In the initial stages of data strategy deployment, managing the workload can become top-heavy. The management team must work towards deploying a data governance model that defines the roles, responsibilities, and actions of stakeholders throughout the data lifecycle. Teams must understand their contribution to each stage of the data process, including data acquisition, processing, storage, and analytics. Well-coordinated teams are better positioned to deliver quality outputs, particularly in terms of operational optimization and financial decision-making. Practically though, experiences have been difficult in implementing new software through big investment in ERP, MRP and Office 365 so our manufacturing panellists found that adopting smaller wins such as ‘HR’ holiday booking and payroll information available through their own mobile devices was an easier way of implementing use of data-driven process improvements, once those apps were being used, it was found to be easier to encourage individuals to download different apps for other areas of the business.

Long-term View:

Data-driven strategies require a long-term view of the business landscape. Successful firms invest in technologies, infrastructure, and talent acquisition, to keep the system functioning over the long term. Amidst the digital transformation, businesses must also keep pace with emerging trends like machine learning and artificial intelligence to ensure ongoing competitive advantage. Manufacturers' data strategies must evolve over time to meet the changing demands of customers, anticipate market shifts, and address new risks. Each of our member panellists have well established businesses and long serving staff, in some cases amounting many decades of combined experience so firms need to recognise that experience was not realised instantly and nor can they rush implementation of a data strategy and risk losing the culture of their businesses. In some cases however firms will invariably have employees who are waiting for their retirement after a lifetime of service to the sector and for them it’s not a priority. Finding balance, taking small wins and having a long term view seem to be the best policies.
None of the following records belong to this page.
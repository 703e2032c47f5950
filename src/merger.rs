use std::collections::BTreeMap;

use crate::models::{FieldOrigin, Lead, LeadField, SourceKind, SourceRecord};

/// Conflict-resolution rules for merging two leads.
#[derive(Debug, Clone, PartialEq)]
pub struct MergePolicy {
    /// Most trusted source first. Unlisted sources rank below all listed ones.
    pub trust_order: Vec<SourceKind>,
    /// Source whose value wins for a field whenever it supplied one.
    pub field_authority: BTreeMap<LeadField, SourceKind>,
}

impl Default for MergePolicy {
    fn default() -> Self {
        let mut field_authority = BTreeMap::new();
        field_authority.insert(LeadField::Rating, SourceKind::GoogleMaps);
        field_authority.insert(LeadField::ReviewCount, SourceKind::GoogleMaps);

        Self {
            trust_order: vec![
                SourceKind::GoogleMaps,
                SourceKind::Instagram,
                SourceKind::WebScrape,
            ],
            field_authority,
        }
    }
}

impl MergePolicy {
    /// Position in the trust order; lower is more trusted.
    pub fn rank(&self, source: SourceKind) -> usize {
        self.trust_order
            .iter()
            .position(|s| *s == source)
            .unwrap_or(self.trust_order.len())
    }

    /// Whether a value from `challenger` beats one from `incumbent`:
    /// higher trust first, then the more recent retrieval. Ties keep the incumbent.
    pub fn outranks(&self, challenger: Option<FieldOrigin>, incumbent: Option<FieldOrigin>) -> bool {
        match (challenger, incumbent) {
            (Some(c), Some(i)) => {
                let (rc, ri) = (self.rank(c.source), self.rank(i.source));
                rc < ri || (rc == ri && c.retrieved_at > i.retrieved_at)
            }
            (Some(_), None) => true,
            (None, _) => false,
        }
    }

    fn prefers(
        &self,
        field: LeadField,
        challenger: Option<FieldOrigin>,
        incumbent: Option<FieldOrigin>,
    ) -> bool {
        if let Some(authority) = self.field_authority.get(&field) {
            let from_authority = |o: Option<FieldOrigin>| o.map(|o| o.source == *authority);
            let (c, i) = (
                from_authority(challenger).unwrap_or(false),
                from_authority(incumbent).unwrap_or(false),
            );
            if c != i {
                return c;
            }
        }
        self.outranks(challenger, incumbent)
    }
}

/// Replaces `target` with `incoming` when the target is empty or the incoming
/// value's origin is preferred for `field`.
fn resolve<T: Clone>(
    policy: &MergePolicy,
    field: LeadField,
    target: &mut Option<T>,
    origins: &mut BTreeMap<LeadField, FieldOrigin>,
    incoming: &Option<T>,
    incoming_origin: Option<FieldOrigin>,
) {
    let Some(value) = incoming else {
        return;
    };

    let replace = target.is_none()
        || policy.prefers(field, incoming_origin, origins.get(&field).copied());
    if replace {
        *target = Some(value.clone());
        match incoming_origin {
            Some(origin) => {
                origins.insert(field, origin);
            }
            None => {
                origins.remove(&field);
            }
        }
    }
}

/// Merges two leads describing the same organization.
///
/// The result keeps the id of the earlier-created lead (lowest id on a tie),
/// the union of all set fields and every source record. Single-value
/// conflicts are settled by `policy`, with `primary` winning exact ties.
/// Idempotent: `merge(&merge(a, b), b) == merge(a, b)`.
pub fn merge(primary: &Lead, secondary: &Lead, policy: &MergePolicy) -> Lead {
    let mut merged = primary.clone();

    let (created_at, winner_id) = std::cmp::min(
        (primary.created_at, primary.id),
        (secondary.created_at, secondary.id),
    );
    merged.id = winner_id;
    merged.created_at = created_at;

    merged.emails.extend(secondary.emails.iter().cloned());
    merged.phones.extend(secondary.phones.iter().cloned());

    let origin = |field: LeadField| secondary.field_origins.get(&field).copied();

    let incoming_name = Some(secondary.organization_name.clone());
    let mut name = Some(merged.organization_name.clone());
    resolve(
        policy,
        LeadField::OrganizationName,
        &mut name,
        &mut merged.field_origins,
        &incoming_name,
        origin(LeadField::OrganizationName),
    );
    if let Some(name) = name {
        merged.organization_name = name;
    }

    let origins = &mut merged.field_origins;
    resolve(
        policy,
        LeadField::ContactName,
        &mut merged.contact_name,
        origins,
        &secondary.contact_name,
        origin(LeadField::ContactName),
    );
    resolve(
        policy,
        LeadField::Role,
        &mut merged.role,
        origins,
        &secondary.role,
        origin(LeadField::Role),
    );
    resolve(
        policy,
        LeadField::Website,
        &mut merged.website,
        origins,
        &secondary.website,
        origin(LeadField::Website),
    );
    resolve(
        policy,
        LeadField::Address,
        &mut merged.address,
        origins,
        &secondary.address,
        origin(LeadField::Address),
    );
    resolve(
        policy,
        LeadField::Geo,
        &mut merged.geo,
        origins,
        &secondary.geo,
        origin(LeadField::Geo),
    );
    resolve(
        policy,
        LeadField::Category,
        &mut merged.category,
        origins,
        &secondary.category,
        origin(LeadField::Category),
    );
    resolve(
        policy,
        LeadField::Rating,
        &mut merged.rating,
        origins,
        &secondary.rating,
        origin(LeadField::Rating),
    );
    resolve(
        policy,
        LeadField::ReviewCount,
        &mut merged.review_count,
        origins,
        &secondary.review_count,
        origin(LeadField::ReviewCount),
    );

    let handle_origin = origin(LeadField::SocialHandle);
    let current_handle_origin = merged.field_origins.get(&LeadField::SocialHandle).copied();
    let secondary_wins = policy.outranks(handle_origin, current_handle_origin);
    for (platform, handle) in &secondary.social_handles {
        let take = match merged.social_handles.get(platform) {
            None => true,
            Some(existing) => existing != handle && secondary_wins,
        };
        if take {
            merged.social_handles.insert(platform.clone(), handle.clone());
        }
    }
    if secondary_wins && !secondary.social_handles.is_empty() {
        if let Some(o) = handle_origin {
            merged.field_origins.insert(LeadField::SocialHandle, o);
        }
    }

    // Two records are the same provenance only if source, time and payload all agree.
    let mut records: Vec<SourceRecord> = Vec::new();
    for record in primary
        .source_records
        .iter()
        .chain(secondary.source_records.iter())
    {
        if !records.contains(record) {
            records.push(record.clone());
        }
    }
    records.sort_by(|a, b| {
        a.retrieved_at
            .cmp(&b.retrieved_at)
            .then_with(|| a.source.cmp(&b.source))
            .then_with(|| a.payload.to_string().cmp(&b.payload.to_string()))
    });
    merged.source_records = records;

    merged.refresh_derived();
    merged
}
While the implementation of a data strategy in manufacturing can be challenging, it is worth the commitment. The investment in data-driven insights and decision-making practices can help manufacturers to maintain a competitive edge, reduce costs, and optimize workflows. By embracing the change from the top-down and coordinating stakeholders throughout the data lifecycle, businesses can create efficiencies that impact their bottom line. It is time for firms to recognize the value of data and invest in strategies that enable them to harness its power to drive growth.